26. The above section has nothing to do with sequestration proceedings. I propose to say no more. Also cited is section 64, which provides for compensation for arrest, attachment or injunction on insufficient grounds. It provides as follows:-
(1) Where, in any suit in which an arrest or attachment has been effected or a temporary injunction granted under section 63—
a) it appears to the court that the arrest, attachment or injunction was applied for on insufficient grounds; or
b) the suit of the plaintiff fails and it appears to the court that there was no reasonable or probable ground for instituting the same, the defendant may apply to the court, and the court may, upon such application, award against the plaintiff by its order such amount, not exceeding two thousand shillings, as it deems a reasonable compensation to the defendant for the expense or injury caused to him: Provided that, a court shall not award under this section an amount exceeding the limits of its pecuniary jurisdiction.
(2) An order determining an application under subsection (1) shall bar any suit for compensation in respect of the arrest, attachment or injunction.
27. Clearly, section 64 has nothing to do with sequestration proceedings. This leads me to the need to define the meaning of sequestration. The word “sequestration” is derived from the Latin sequestrarewhich means “to place in safekeeping” and it was first attested to in the 1510s as “to seize by authority and to confiscate.”[15] “Sequestration,” is defined as the act of taking temporary possession of someone's property until they have paid money that is owed or obeyed a court order.[16]In law, sequestration is the act of removing, separating, or seizing anything from the possession of its owner under process of law for the benefit of creditors or the state.[17]

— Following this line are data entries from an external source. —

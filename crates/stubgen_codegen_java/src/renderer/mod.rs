// stubgen_codegen_java/renderer - Stub unit assembly and import management
use crate::builder::{JavaCompilationUnit, JavaSourceBuilder};
use crate::config::StubGenConfig;
use crate::error::RenderError;
use std::collections::{BTreeMap, HashMap};
use stubgen_api::{PackageDecl, TypeDecl};

mod declarations;
mod javadoc;
mod types;

pub(crate) use javadoc::format_doc_block;

/// One fully-rendered output file.
#[derive(Debug, Clone, PartialEq)]
pub struct RenderedUnit {
    pub package: String,
    /// Dotted outer type name, or `package-info` for package documentation.
    pub type_name: String,
    pub file_name: String,
    pub source: String,
}

/// Grouping of one top-level type with its flattened nested declarations,
/// ready to render as a single compilation unit.
#[derive(Debug, Clone)]
pub struct UnitPlan<'a> {
    pub outer: &'a TypeDecl,
    pub nested: Vec<&'a TypeDecl>,
}

/// Group a package's types into per-unit plans. Nested declarations
/// (`Outer.Inner`) attach to their outer type; a nested declaration whose
/// outer type is absent from the package cannot be rendered and is reported
/// instead of silently dropped.
pub fn plan_units(package: &PackageDecl) -> (Vec<UnitPlan<'_>>, Vec<RenderError>) {
    let mut plans: BTreeMap<&str, UnitPlan<'_>> = BTreeMap::new();
    let mut errors = Vec::new();

    for decl in &package.types {
        if !decl.name.contains('.') {
            plans.insert(
                decl.name.as_str(),
                UnitPlan {
                    outer: decl,
                    nested: Vec::new(),
                },
            );
        }
    }

    for decl in &package.types {
        if let Some((outer_name, _)) = decl.name.split_once('.') {
            match plans.get_mut(outer_name) {
                Some(plan) => plan.nested.push(decl),
                None => errors.push(RenderError::MissingOuterType {
                    outer: format!("{}.{}", package.name, outer_name),
                    nested: decl.name.clone(),
                }),
            }
        }
    }

    (plans.into_values().collect(), errors)
}

/// The Stub Unit Renderer.
///
/// Given a planned declaration group it renders a compilation unit that is
/// source-compatible with real call sites while guaranteeing that invoking
/// any stubbed member fails immediately: every executable body is exactly
/// `throw new RuntimeException("Stub!");`.
pub struct StubRenderer {
    config: StubGenConfig,
    /// simple name -> qualified outer class, first claim wins.
    imports: HashMap<String, String>,
    package: String,
}

pub(crate) const STUB_BODY: &str = "throw new RuntimeException(\"Stub!\");";

impl StubRenderer {
    pub fn new() -> Self {
        Self::with_config(StubGenConfig::default())
    }

    pub fn with_config(config: StubGenConfig) -> Self {
        Self {
            config,
            imports: HashMap::new(),
            package: String::new(),
        }
    }

    pub fn config(&self) -> &StubGenConfig {
        &self.config
    }

    /// Render one planned unit. On error nothing may be written for the
    /// unit: the returned source only exists on the `Ok` path.
    pub fn render_unit(
        &mut self,
        package: &PackageDecl,
        plan: &UnitPlan<'_>,
    ) -> Result<RenderedUnit, RenderError> {
        self.reset(&package.name);

        let index = NestedIndex::build(&plan.nested);
        let declaration = self.generate_type_decl(plan.outer, &plan.outer.name, &index)?;

        let mut unit = JavaCompilationUnit::new();
        unit.license_header = self.config.license_header.clone();
        unit.package_declaration = Some(package.name.clone());
        unit.imports = self.take_imports();
        unit.type_declarations.push(declaration);

        Ok(RenderedUnit {
            package: package.name.clone(),
            type_name: plan.outer.name.clone(),
            file_name: format!("{}.java", plan.outer.name),
            source: unit.to_source(&self.config),
        })
    }

    /// Render the `package-info.java` unit for a documented package.
    /// Returns `None` when the package carries no documentation.
    pub fn render_package_info(&mut self, package: &PackageDecl) -> Option<RenderedUnit> {
        let doc = package.doc.as_ref()?;
        if doc.is_empty() || !self.config.emit_doc_comments {
            return None;
        }

        let mut unit = JavaCompilationUnit::new();
        unit.license_header = self.config.license_header.clone();
        unit.header_doc = Some(format_doc_block(doc));
        unit.package_declaration = Some(package.name.clone());

        Some(RenderedUnit {
            package: package.name.clone(),
            type_name: "package-info".to_string(),
            file_name: "package-info.java".to_string(),
            source: unit.to_source(&self.config),
        })
    }

    pub(crate) fn builder(&self) -> JavaSourceBuilder {
        JavaSourceBuilder::new(self.config.indent.clone())
    }

    fn reset(&mut self, package: &str) {
        self.imports.clear();
        self.package = package.to_string();
    }

    fn take_imports(&mut self) -> Vec<String> {
        let mut imports: Vec<String> = self.imports.drain().map(|(_, qualified)| qualified).collect();
        imports.sort();
        imports
    }

    /// Register a dot-qualified type name and return its rendered spelling.
    /// The first surface type to claim a simple name gets the import; later
    /// collisions stay fully qualified. `java.lang` and same-package types
    /// render simple without importing anything.
    pub(crate) fn register_type_name(&mut self, name: &str) -> String {
        if !name.contains('.') {
            return name.to_string();
        }

        let segments: Vec<&str> = name.split('.').collect();
        let class_start = segments
            .iter()
            .position(|segment| segment.starts_with(|c: char| c.is_ascii_uppercase()));
        let Some(class_start) = class_start else {
            return name.to_string();
        };
        if class_start == 0 {
            // Dotted simple name of a nested type in the current package.
            return name.to_string();
        }

        let package_part = segments[..class_start].join(".");
        let class_path = segments[class_start..].join(".");

        if package_part == self.package {
            return class_path;
        }
        if package_part == "java.lang" && segments.len() == class_start + 1 {
            return class_path;
        }

        let simple = segments[class_start];
        let qualified_outer = format!("{}.{}", package_part, simple);
        match self.imports.get(simple) {
            None => {
                self.imports
                    .insert(simple.to_string(), qualified_outer);
                class_path
            }
            Some(existing) if *existing == qualified_outer => class_path,
            Some(_) => name.to_string(),
        }
    }

    pub(crate) fn nullability_annotation(&self, name: &str) -> String {
        format!("@{}.{}", self.config.nullability_package, name)
    }

    pub(crate) fn push_lines(builder: &mut JavaSourceBuilder, code: &str) {
        for line in code.lines() {
            builder.push_line(line);
        }
    }
}

impl Default for StubRenderer {
    fn default() -> Self {
        Self::new()
    }
}

/// Children lookup for flattened nested declarations, keyed by the dotted
/// name of the direct parent.
pub(crate) struct NestedIndex<'a> {
    children: HashMap<&'a str, Vec<&'a TypeDecl>>,
}

impl<'a> NestedIndex<'a> {
    fn build(nested: &[&'a TypeDecl]) -> Self {
        let mut children: HashMap<&'a str, Vec<&'a TypeDecl>> = HashMap::new();
        for decl in nested {
            if let Some((parent, _)) = decl.name.rsplit_once('.') {
                children.entry(parent).or_default().push(decl);
            }
        }
        Self { children }
    }

    pub(crate) fn children_of(&self, name: &str) -> &[&'a TypeDecl] {
        self.children
            .get(name)
            .map(|decls| decls.as_slice())
            .unwrap_or(&[])
    }
}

28. The Law Dictionary defines it as a writ authorizing the taking into the custody of the law of the real and personal estate (or rents, issues, and profits) of a defendant who is in contempt, and holding the same until he shall comply.[18] A sequestration order is a formal declaration that a debtor is insolvent. The order is granted either at the instance of the debtor himself (voluntary surrender) or at the instance of one or more of the debtor's creditors (compulsory sequestration).
29. The main purpose of a sequestration order is to score the orderly and equitable distribution of a debtor's assets where they are insufficient to meet the claims of all his creditors. Executing against the property of a debtor who is in insolvent circumstances inevitably results in one or a few creditors being paid, and the rest receiving little or nothing at all. The legal machinery which comes into operation on sequestration is designed to ensure that whatever assets the debtor has are liquidated and distributed among all his creditors in accordance with a predetermined (and fair) order of preference.
30. The law proceeds from the premise that, once an order of sequestration is granted, a concursus creditorum (a “coming together of the creditors”) is established, and that the interests of creditors as a group enjoy preference over the interests of individual creditors. The debtor is divested of his estate, and may not burden it with any further debts. A creditor's right to recover his claim in full by judicial proceedings is replaced by his right, on proving a claim against the insolvent estate, to share with all other proved creditors in the proceeds of the estate assets.
31. The sequestration order crystallises the insolvent’s position; the hand of the law is laid upon the estate, and at once, the rights of the general body of creditors have to be taken into consideration. A single creditor can thereafter enter into no transaction with regard to estate matters to the prejudice of the general body. The claim of each creditor must be dealt with, as it existed at the issue of the order.
32. The chief effects of a sequestration order are to divest the insolvent of all his assets and to deprive the insolvent of full contractual capacity. Other consequences include criminal liability on the part of the insolvent acts committed both before and during sequestration. The insolvent may also obtain relief from the effects of certain legal proceedings.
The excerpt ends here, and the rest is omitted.